Éternel, notre Seigneur, que ton nom est magnifique sur toute la terre ! »

Psaume 8, 2-10 (extrait du Segond 21) - un psaume de David

druppels jw2Chers frères et sœurs, la question du psalmiste est particulièrement pertinente : qu'est-ce que l'Homme pour que Dieu s'en souvienne et qu'il prenne soin de lui ? Il y a suffisamment de raison de désespérer de l'Homme, il y a suffisamment de raison pour en être totalement écœuré. Les temps sont cauchemardesques, l'horreur ajoute à l'horreur. Cette accumulation d'actes terroristes qui viennent s'ajouter à la banalité du mal qui venait remplir les colonnes des faits divers, ce sentiment d'impuissance face à une violence aveugle, imprévisible, qui peut toucher tout le monde et donc nous toucher, autrement dit une violence qui semble sans limite avec, pour certains, l'impression qu'il y a une gradation symbolique de cette violence, tout cela concourt à nous faire redouter l'avenir, tout cela concourt à nous plonger dans l'inquiétude pour les uns, dans la terreur pour d'autres, dans une forme d'angoisse pour beaucoup.

1. Anthropologie sombre
À vrai dire, rien de bien neuf pour le lecteur de la Bible et pour le lecteur des réformateurs Martin Luther et Jean Calvin qui n'avaient pas de l'être humain une vision particulièrement joyeuse. Le constat est que tout se dégrade si on ne les entretient pas : les choses, les personnes, les relations s'abîment si on n'en prend pas soin. Sans intervention, la pente naturelle est le chaos, le désordre, ce que les scientifiques appellent l'entropie. Les textes bibliques ne prétendent pas que l'être humain serait mauvais pas nature, mais ils constatent que les êtres humains sont capables du pire lorsqu'ils ne sont pas animés par autre chose que le cours naturel du monde. C'est cela que les réformateurs indiquaient en parlant de l'Homme pêcheur. À ce sujet, nous pouvons avoir en tête les mots de Calvin qui écrivait dans une prière : «  incapables par nous-mêmes de faire le bien, nous transgressons tous les jours et de plusieurs manières tes saints commandements ».

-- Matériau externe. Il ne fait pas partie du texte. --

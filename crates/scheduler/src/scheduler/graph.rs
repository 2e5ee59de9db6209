//! Dependency graph handed to the executor: decode nodes feeding raster nodes.

use std::collections::HashSet;

use rasterpool_core::{DecodeTaskId, TaskId};

use super::task::TargetHandle;
use super::types::Priority;

/// Identity of a node in the executor's graph.
#[derive(Debug, Clone, Copy, PartialEq, Eq, Hash, PartialOrd, Ord)]
pub enum GraphNodeId {
    Raster(TaskId),
    Decode(DecodeTaskId),
}

impl std::fmt::Display for GraphNodeId {
    fn fmt(&self, f: &mut std::fmt::Formatter<'_>) -> std::fmt::Result {
        match self {
            GraphNodeId::Raster(id) => write!(f, "{id}"),
            GraphNodeId::Decode(id) => write!(f, "{id}"),
        }
    }
}

#[derive(Debug, Clone, PartialEq, Eq)]
pub struct GraphNode {
    pub id: GraphNodeId,
    /// Executor scheduling key. Lower runs first.
    pub priority: u32,
    /// Number of incoming edges.
    pub dependencies: usize,
    /// Where a raster node writes its pixels. `None` for decodes.
    pub target: Option<TargetHandle>,
}

/// `from` must finish before `to` may run.
#[derive(Debug, Clone, Copy, PartialEq, Eq, Hash)]
pub struct GraphEdge {
    pub from: GraphNodeId,
    pub to: GraphNodeId,
}

/// A DAG of decode and raster nodes, nodes listed in scheduling order.
#[derive(Debug, Clone, Default, PartialEq, Eq)]
pub struct TaskGraph {
    pub nodes: Vec<GraphNode>,
    pub edges: Vec<GraphEdge>,
}

impl TaskGraph {
    pub fn new() -> Self {
        Self::default()
    }

    pub fn len(&self) -> usize {
        self.nodes.len()
    }

    pub fn is_empty(&self) -> bool {
        self.nodes.is_empty()
    }

    pub fn node(&self, id: GraphNodeId) -> Option<&GraphNode> {
        self.nodes.iter().find(|n| n.id == id)
    }

    pub fn contains(&self, id: GraphNodeId) -> bool {
        self.node(id).is_some()
    }

    pub fn dependencies_of(&self, id: GraphNodeId) -> impl Iterator<Item = GraphNodeId> + '_ {
        self.edges.iter().filter(move |e| e.to == id).map(|e| e.from)
    }

    pub fn dependents_of(&self, id: GraphNodeId) -> impl Iterator<Item = GraphNodeId> + '_ {
        self.edges.iter().filter(move |e| e.from == id).map(|e| e.to)
    }

    /// Raster tasks in scheduling order.
    pub fn raster_tasks(&self) -> Vec<TaskId> {
        self.nodes
            .iter()
            .filter_map(|n| match n.id {
                GraphNodeId::Raster(id) => Some(id),
                GraphNodeId::Decode(_) => None,
            })
            .collect()
    }
}

/// Sort key for raster work: caller priority, then required-for-activation
/// work ahead of best-effort work, then caller queue order.
pub fn ordering_key(
    priority: Priority,
    required_for_activation: bool,
    queue_index: usize,
) -> (Priority, bool, usize) {
    (priority, !required_for_activation, queue_index)
}

/// A raster task admitted into the next graph.
#[derive(Debug, Clone)]
pub struct GraphCandidate<'a> {
    pub task: TaskId,
    pub priority: Priority,
    pub required_for_activation: bool,
    pub queue_index: usize,
    pub decodes: &'a [DecodeTaskId],
    pub target: Option<TargetHandle>,
}

impl GraphCandidate<'_> {
    fn key(&self) -> (Priority, bool, usize) {
        ordering_key(self.priority, self.required_for_activation, self.queue_index)
    }
}

/// Build the executor graph for `candidates`.
///
/// Each raster gets the rank of its ordering key as executor priority. Each
/// distinct decode gets one node, keyed and placed by its most urgent
/// dependent. Decodes in `finished_decodes` are left out along with their edges.
pub fn build_task_graph(
    mut candidates: Vec<GraphCandidate<'_>>,
    finished_decodes: &HashSet<DecodeTaskId>,
) -> TaskGraph {
    candidates.sort_by_key(|c| c.key());

    let mut graph = TaskGraph::new();
    let mut decode_nodes: HashSet<DecodeTaskId> = HashSet::new();

    for (rank, candidate) in candidates.iter().enumerate() {
        let rank = rank as u32;
        let raster = GraphNodeId::Raster(candidate.task);
        let mut seen_here: HashSet<DecodeTaskId> = HashSet::new();
        let mut dependencies = 0;

        for &decode in candidate.decodes {
            if finished_decodes.contains(&decode) || !seen_here.insert(decode) {
                continue;
            }
            if decode_nodes.insert(decode) {
                graph.nodes.push(GraphNode {
                    id: GraphNodeId::Decode(decode),
                    priority: rank,
                    dependencies: 0,
                    target: None,
                });
            }
            graph.edges.push(GraphEdge {
                from: GraphNodeId::Decode(decode),
                to: raster,
            });
            dependencies += 1;
        }

        graph.nodes.push(GraphNode {
            id: raster,
            priority: rank,
            dependencies,
            target: candidate.target,
        });
    }

    graph
}

#[cfg(test)]
mod tests {
    use super::*;

    fn candidate<'a>(
        task: u64,
        priority: u32,
        required: bool,
        queue_index: usize,
        decodes: &'a [DecodeTaskId],
    ) -> GraphCandidate<'a> {
        GraphCandidate {
            task: TaskId(task),
            priority: Priority(priority),
            required_for_activation: required,
            queue_index,
            decodes,
            target: Some(TargetHandle(task)),
        }
    }

    #[test]
    fn rasters_without_decodes() {
        let graph = build_task_graph(
            vec![candidate(1, 0, false, 0, &[]), candidate(2, 1, false, 1, &[])],
            &HashSet::new(),
        );
        assert_eq!(graph.raster_tasks(), vec![TaskId(1), TaskId(2)]);
        assert!(graph.edges.is_empty());
        assert_eq!(graph.node(GraphNodeId::Raster(TaskId(2))).unwrap().priority, 1);
    }

    #[test]
    fn required_wins_ties_on_priority() {
        let graph = build_task_graph(
            vec![candidate(1, 5, false, 0, &[]), candidate(2, 5, true, 1, &[])],
            &HashSet::new(),
        );
        assert_eq!(graph.raster_tasks(), vec![TaskId(2), TaskId(1)]);
        let required = graph.node(GraphNodeId::Raster(TaskId(2))).unwrap();
        let best_effort = graph.node(GraphNodeId::Raster(TaskId(1))).unwrap();
        assert!(required.priority < best_effort.priority);
    }

    #[test]
    fn caller_priority_beats_activation_flag() {
        let graph = build_task_graph(
            vec![candidate(1, 1, true, 0, &[]), candidate(2, 0, false, 1, &[])],
            &HashSet::new(),
        );
        assert_eq!(graph.raster_tasks(), vec![TaskId(2), TaskId(1)]);
    }

    #[test]
    fn equal_keys_keep_queue_order() {
        let graph = build_task_graph(
            vec![
                candidate(9, 3, true, 2, &[]),
                candidate(7, 3, true, 0, &[]),
                candidate(8, 3, true, 1, &[]),
            ],
            &HashSet::new(),
        );
        assert_eq!(graph.raster_tasks(), vec![TaskId(7), TaskId(8), TaskId(9)]);
    }

    #[test]
    fn decode_edges_and_shared_decodes() {
        let a = [DecodeTaskId(100), DecodeTaskId(101)];
        let b = [DecodeTaskId(101)];
        let graph = build_task_graph(
            vec![candidate(1, 0, false, 0, &a), candidate(2, 1, false, 1, &b)],
            &HashSet::new(),
        );

        // One node per distinct decode.
        let decode_count = graph
            .nodes
            .iter()
            .filter(|n| matches!(n.id, GraphNodeId::Decode(_)))
            .count();
        assert_eq!(decode_count, 2);

        let deps: Vec<GraphNodeId> = graph.dependencies_of(GraphNodeId::Raster(TaskId(1))).collect();
        assert_eq!(
            deps,
            vec![GraphNodeId::Decode(DecodeTaskId(100)), GraphNodeId::Decode(DecodeTaskId(101))]
        );
        let dependents: Vec<GraphNodeId> = graph
            .dependents_of(GraphNodeId::Decode(DecodeTaskId(101)))
            .collect();
        assert_eq!(
            dependents,
            vec![GraphNodeId::Raster(TaskId(1)), GraphNodeId::Raster(TaskId(2))]
        );
        assert_eq!(graph.node(GraphNodeId::Raster(TaskId(2))).unwrap().dependencies, 1);

        // Shared decode keyed by its most urgent dependent and placed before it.
        let shared = graph.node(GraphNodeId::Decode(DecodeTaskId(101))).unwrap();
        assert_eq!(shared.priority, 0);
        let pos = |id| graph.nodes.iter().position(|n| n.id == id).unwrap();
        assert!(
            pos(GraphNodeId::Decode(DecodeTaskId(101))) < pos(GraphNodeId::Raster(TaskId(1)))
        );
    }

    #[test]
    fn finished_decodes_are_omitted() {
        let decodes = [DecodeTaskId(100), DecodeTaskId(101)];
        let finished: HashSet<DecodeTaskId> = [DecodeTaskId(100)].into_iter().collect();
        let graph = build_task_graph(vec![candidate(1, 0, false, 0, &decodes)], &finished);
        assert!(!graph.contains(GraphNodeId::Decode(DecodeTaskId(100))));
        assert_eq!(graph.node(GraphNodeId::Raster(TaskId(1))).unwrap().dependencies, 1);
    }

    #[test]
    fn duplicate_decode_in_one_item_counts_once() {
        let decodes = [DecodeTaskId(5), DecodeTaskId(5)];
        let graph = build_task_graph(vec![candidate(1, 0, false, 0, &decodes)], &HashSet::new());
        assert_eq!(graph.edges.len(), 1);
        assert_eq!(graph.node(GraphNodeId::Raster(TaskId(1))).unwrap().dependencies, 1);
    }

    #[test]
    fn empty_input_builds_empty_graph() {
        let graph = build_task_graph(Vec::new(), &HashSet::new());
        assert!(graph.is_empty());
        assert_eq!(graph.len(), 0);
    }
}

Le constat des auteurs bibliques, qui sera repris par les réformateurs, c'est que le mal, le malheur et même la mort vont de soi. La violence est on ne peut plus naturelle. C'est à cela que les auteurs bibliques ont voulu nous préparer en mettant en scène la violence dès le début du récit biblique et en décrivant par le menu toutes les exactions, toutes les horreurs dont nous sommes capables. Peut-être les lecteurs de la Bible font-ils partie de ceux qui résistent le mieux au désespoir que peut créer le mal et le spectacle de la barbarie, parce qu'ils savent que cela est possible, que cela est tapi au cœur même de l'humanité et que le mal peut nous sauter au visage. Sans y être habitué, sans y être insensibles, surtout, les lecteurs de la Bible peuvent ne pas être submergés par des sentiments tels que la sidération ; ils peuvent ne pas être médusés par une actualité inhumaine.

2. L'esthétique du mal
Le rédacteur du psaume 8, quant à lui, va plus loin, en posant un regard à la fois lucide « qu'est-ce que l'Homme pour que tu en prennes soin ? » rappelle que l'Homme peut être un moins que rien, et un regard particulièrement bienveillant puisqu'il écrit qu'il a été couronné de gloire et d'honneur par Dieu lui-même. Les deux vont ensemble. Cela s'explique par le fait que le mal et le malheur souligne le bien dont est aussi capable l'humanité. C'est ce qu'on appelle l'esthétique du mal : le mal peut mettre en évidence des comportements particulièrement remarquables par leur bonté, leur altruisme, par le sens de la justice qui les porte. Les actes terroristes provoquent cela en France. Nous avions connu en novembre dernier des situations particulièrement étonnantes une fois remises dans leur contexte, par exemple les « ultras » -les supporters marseillais particulièrement anti-parisiens- tendre une banderole « nous sommes parisiens » ou encore les anglais faisant retentir la marseillaise dans leurs stades. Cela se poursuit de nos jours au profit de la communauté catholique qui bénéficie non seulement de notre soutien fraternel, mais aussi du témoignage de solidarité de l'ensemble de la communauté nationale. De la même manière que le meurtre de caricaturistes ou de fonctionnaires de police ou d'anonymes a mis en évidence le lien fraternel qui nous liait à eux, l'assassinat de l'abbé Hamel et le sentiment d'être nous-mêmes attaqués, révèle la communion profonde qui nous lie les uns aux autres. À la limite, nous pourrions dire que nous avons eu particulièrement conscience de notre identité, de ce à quoi nous sommes particulièrement attachés en matière d'art de vivre, que nous avons été attaqués sur ces aspects là à travers les massacres de nos frères et sœurs. Le mal met en évidence le bien qui nous anime, le bien qui nous mobilise, le bien qui est notre raison d'être.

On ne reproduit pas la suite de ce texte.